CONSELHO NACIONAL ANTIDOPAGEM

O Conselho Nacional Antidopagem (CNAD) é o órgão consultivo da Autoridade Antidopagem de Portugal (ADoP), competindo-lhe, nomeadamente, emitir parecer prévio e com força vinculativa, quanto à aplicação por parte das federações desportivas de sanções decorrentes da utilização, por parte dos praticantes, de substâncias específicas, como tal definidas na lista de substâncias e métodos proibidos, e quanto à atenuação e agravamento das sanções.

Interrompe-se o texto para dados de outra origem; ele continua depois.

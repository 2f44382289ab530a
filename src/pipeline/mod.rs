// Pipeline module: ingestion queue, aggregation task and the watch loop that
// wires a log source to the display sink

mod queue;
mod signals;
mod worker;

pub use queue::{
    ingestion_queue, ingestion_queue_with_capacity, Producer, QueueReceiver, QUEUE_CAPACITY,
};
pub use signals::{SignalHandler, StopSignal};
pub use worker::{Pipeline, SnapshotReceiver, WorkerStats, TICK_PERIOD};

use crate::config::Config;
use crate::display::{display_worker, DisplayMode};
use crate::error::{Result, TailstatError};
use crate::source::LogSource;
use std::io::Write;

/// Runs one log source through the pipeline until a stop signal
pub struct Watcher {
    source: LogSource,
    debug: bool,
    mode: DisplayMode,
}

impl Watcher {
    pub fn new(config: &Config, mode: DisplayMode) -> Result<Self> {
        Ok(Self {
            source: LogSource::from_config(&config.source)?,
            debug: config.display.debug,
            mode,
        })
    }

    /// Run until SIGINT/SIGTERM/SIGHUP, or until the source or the display
    /// sink fails.
    ///
    /// The source ending normally (stdin EOF) does not stop the report; the
    /// window keeps rolling until a signal arrives.
    pub async fn run(self) -> Result<()> {
        self.run_with_output(std::io::stdout()).await
    }

    /// Same as [`Watcher::run`], writing frames to `out`
    pub async fn run_with_output<W>(self, out: W) -> Result<()>
    where
        W: Write + Send + 'static,
    {
        let mut signal_handler = SignalHandler::new()?;

        let (pipeline, snapshots) = Pipeline::spawn(self.debug);
        let mut display = tokio::spawn(display_worker(snapshots, out, self.mode, self.debug));
        let mut display_done = false;

        let source_desc = self.source.describe();
        tracing::info!("Watching {}", source_desc);
        let mut reader = tokio::spawn(self.source.run(pipeline.producer()));
        let mut source_done = false;

        let result = loop {
            tokio::select! {
                joined = &mut reader, if !source_done => {
                    source_done = true;
                    match joined {
                        Ok(Ok(())) => {
                            tracing::info!("Source {} finished; report stays live", source_desc);
                        }
                        Ok(Err(e)) => break Err(e),
                        Err(e) => {
                            break Err(anyhow::Error::new(e).context("Source task failed").into());
                        }
                    }
                }

                joined = &mut display, if !display_done => {
                    display_done = true;
                    match joined {
                        Ok(Ok(frames)) => {
                            break Err(TailstatError::Pipeline(format!(
                                "Display sink stopped after {} frames",
                                frames
                            )));
                        }
                        Ok(Err(e)) => break Err(e),
                        Err(e) => {
                            break Err(anyhow::Error::new(e).context("Display task failed").into());
                        }
                    }
                }

                sig = signal_handler.wait() => {
                    tracing::info!("Stopping on {:?}", sig);
                    break Ok(());
                }
            }
        };

        if !source_done {
            reader.abort();
        }
        pipeline.shutdown().await;

        if !display_done {
            match display.await {
                Ok(Ok(frames)) => tracing::debug!("Rendered {} frames", frames),
                Ok(Err(e)) => tracing::warn!("Display sink error: {}", e),
                Err(e) => tracing::warn!("Display task failed: {}", e),
            }
        }

        result
    }
}
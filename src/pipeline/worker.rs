// Aggregation task: single owner of the engine, fed by the ingestion queue
// and publishing one snapshot per tick

use crate::engine::{Aggregator, Snapshot, ThresholdPolicy, WindowPolicy};
use crate::pipeline::queue::{ingestion_queue, Producer, QueueReceiver};
use chrono::Utc;
use std::time::Duration;
use tokio::sync::{mpsc, oneshot};
use tokio::time::{self, Instant, MissedTickBehavior};

/// Fixed recompute-and-publish cadence
pub const TICK_PERIOD: Duration = Duration::from_secs(1);

/// Receiving end of the snapshot hand-off, consumed by the display sink
pub type SnapshotReceiver = mpsc::Receiver<Snapshot>;

/// Running aggregation pipeline
pub struct Pipeline {
    /// Kept so new producers can be handed out at any time
    producer: Producer,
    /// Stops the aggregation task
    stop_tx: Option<oneshot::Sender<()>>,
    /// Handle to the aggregation task
    worker_handle: Option<tokio::task::JoinHandle<WorkerStats>>,
}

impl Pipeline {
    /// Spawn the aggregation task with the default window policy
    pub fn spawn(debug: bool) -> (Self, SnapshotReceiver) {
        Self::spawn_with_policy(debug, ThresholdPolicy)
    }

    /// Spawn the aggregation task with a custom window policy
    pub fn spawn_with_policy<P>(debug: bool, policy: P) -> (Self, SnapshotReceiver)
    where
        P: WindowPolicy + 'static,
    {
        let (producer, queue_rx) = ingestion_queue();
        // One slot: the task waits at the next publish until the sink has
        // taken the previous frame
        let (snapshot_tx, snapshot_rx) = mpsc::channel(1);
        let (stop_tx, stop_rx) = oneshot::channel();

        let aggregator = Aggregator::with_policy(Utc::now(), policy);
        let worker_handle = Some(tokio::spawn(async move {
            aggregation_worker(aggregator, queue_rx, snapshot_tx, stop_rx, debug).await
        }));

        (
            Self {
                producer,
                stop_tx: Some(stop_tx),
                worker_handle,
            },
            snapshot_rx,
        )
    }

    /// Handle for an ingestion task
    pub fn producer(&self) -> Producer {
        self.producer.clone()
    }

    /// Stop the aggregation task and wait for it to exit
    pub async fn shutdown(mut self) -> WorkerStats {
        if let Some(stop_tx) = self.stop_tx.take() {
            let _ = stop_tx.send(());
        }

        match self.worker_handle.take() {
            Some(handle) => {
                tracing::info!("Waiting for aggregation task to stop...");
                let stats = handle.await.unwrap_or_default();
                tracing::info!(
                    "Aggregation task stopped: {} records, {} ticks",
                    stats.records,
                    stats.ticks
                );
                stats
            }
            None => WorkerStats::default(),
        }
    }
}

/// Totals reported by the aggregation task when it exits
#[derive(Debug, Default, Clone, Copy, PartialEq, Eq)]
pub struct WorkerStats {
    pub records: u64,
    pub ticks: u64,
}

/// Consume records until the next tick fires, then publish a snapshot.
///
/// Records that arrive while a snapshot is being computed wait in the queue
/// and land in the following tick.
async fn aggregation_worker<P: WindowPolicy>(
    mut aggregator: Aggregator<P>,
    mut queue_rx: QueueReceiver,
    snapshot_tx: mpsc::Sender<Snapshot>,
    mut stop_rx: oneshot::Receiver<()>,
    debug: bool,
) -> WorkerStats {
    let mut ticker = time::interval_at(Instant::now() + TICK_PERIOD, TICK_PERIOD);
    ticker.set_missed_tick_behavior(MissedTickBehavior::Delay);
    let mut stats = WorkerStats::default();
    let mut queue_open = true;

    loop {
        tokio::select! {
            _ = &mut stop_rx => {
                tracing::debug!("Aggregation task received stop");
                break;
            }

            _ = ticker.tick() => {
                let depth = debug.then(|| queue_rx.len());
                let snapshot = aggregator.tick(Utc::now(), depth);
                stats.ticks += 1;

                tracing::trace!(
                    "Tick {}: {} in window, {} entries/sec",
                    stats.ticks,
                    snapshot.total_in_window,
                    snapshot.current_rate
                );

                // Publishing can wait on a slow sink, but never past a stop
                tokio::select! {
                    sent = snapshot_tx.send(snapshot) => {
                        if sent.is_err() {
                            tracing::info!("Display sink closed, stopping aggregation");
                            break;
                        }
                    }
                    _ = &mut stop_rx => break,
                }
            }

            outcome = queue_rx.recv(), if queue_open => {
                match outcome {
                    Some(outcome) => {
                        stats.records += 1;
                        aggregator.observe(outcome);
                    }
                    None => {
                        tracing::debug!("All producers gone; ticking on the current window");
                        queue_open = false;
                    }
                }
            }
        }
    }

    stats
}

#[cfg(test)]
mod tests {
    use super::*;

    #[tokio::test]
    async fn test_pipeline_creation() {
        let (pipeline, _snapshots) = Pipeline::spawn(false);
        assert!(!pipeline.producer().is_closed());

        // Clean shutdown before any tick
        let stats = pipeline.shutdown().await;
        assert_eq!(stats.ticks, 0);
    }

    #[tokio::test]
    async fn test_stop_while_sink_is_slow() {
        let (pipeline, snapshots) = Pipeline::spawn(false);

        // Nobody reads: the second publish blocks until shutdown interrupts it
        tokio::time::sleep(Duration::from_millis(2300)).await;
        let stats = pipeline.shutdown().await;
        assert!(stats.ticks >= 2);
        drop(snapshots);
    }
}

Por outro lado, e de acordo com o do n.º 1 do Artigo 36.º da Lei n.º 38/2012, de 28 de agosto, sempre que os indícios de positividade detectados numa amostra possam ser atribuídos a causas fisiológicas ou patológicas, os resultados são remetidos ao CNAD, para elaboração de um relatório a submeter à ADoP, que decide sobre a existência ou não de uma violação das normas antidopagem.

O CNAD reúne ordinariamente uma vez por mês e extraordinariamente sempre que for convocado pelo seu presidente, por sua iniciativa ou por solicitação de um terço dos seus membros.

Competências do CNAD

Compete ao CNAD, nos termos do n.º 1 do Artigo 27.º da Lei n.º 38/2012, de 28 de agosto:

a) Emitir parecer prévio, com força vinculativa, quanto à aplicação por parte das federações desportivas de sanções, decorrentes da utilização, por parte dos praticantes
desportivos, de substâncias específicas, como tal definidas na lista de substâncias e métodos proibidos;

b) Emitir parecer prévio, vinculativo, quanto à atenuação das sanções com base nas circunstâncias excecionais definidas pelo Código Mundial Antidopagem;

c) Emitir parecer prévio, vinculativo, quanto ao agravamento das sanções com base nas circunstâncias excecionais definidas pelo Código Mundial Antidopagem;

d) Assegurar as demais funções que lhe sejam cometidas pela lei.

Composição do CNAD

O CNAD é composto pelos seguintes elementos:

a) Presidente da ADoP, que preside;

b) Diretor Executivo da ADoP;

c) Um representante designado pelo Presidente do IPDJ, I. P.;

d) Diretor do Departamento de Medicina Desportiva;

e) Um perito, licenciado em Medicina, indicado pelo Comité Olímpico de Portugal;

f) Um perito, licenciado em Medicina, indicado pelo Comité Paralímpico de Portugal;

g) Um perito, licenciado em Medicina, indicado pela Confederação do Desporto de Portugal;

h) Um representante da Direção-Geral da Saúde;

i) Um representante do INFARMED - Autoridade Nacional do Medicamento e Produtos de Saúde, I. P.;

j) Um representante da Ordem dos Enfermeiros e outro da Ordem dos Farmacêuticos;

k) Um representante do Serviço de Intervenção nos Comportamentos Aditivos e nas Dependências (SICAD);

l) Um representante da Polícia Judiciária;

m) Um ex-praticante desportivo de alto rendimento, a designar pelo membro do Governo responsável pela área do desporto;

n) Um representante designado pelos órgãos de governo próprio de cada uma das Regiões Autónomas.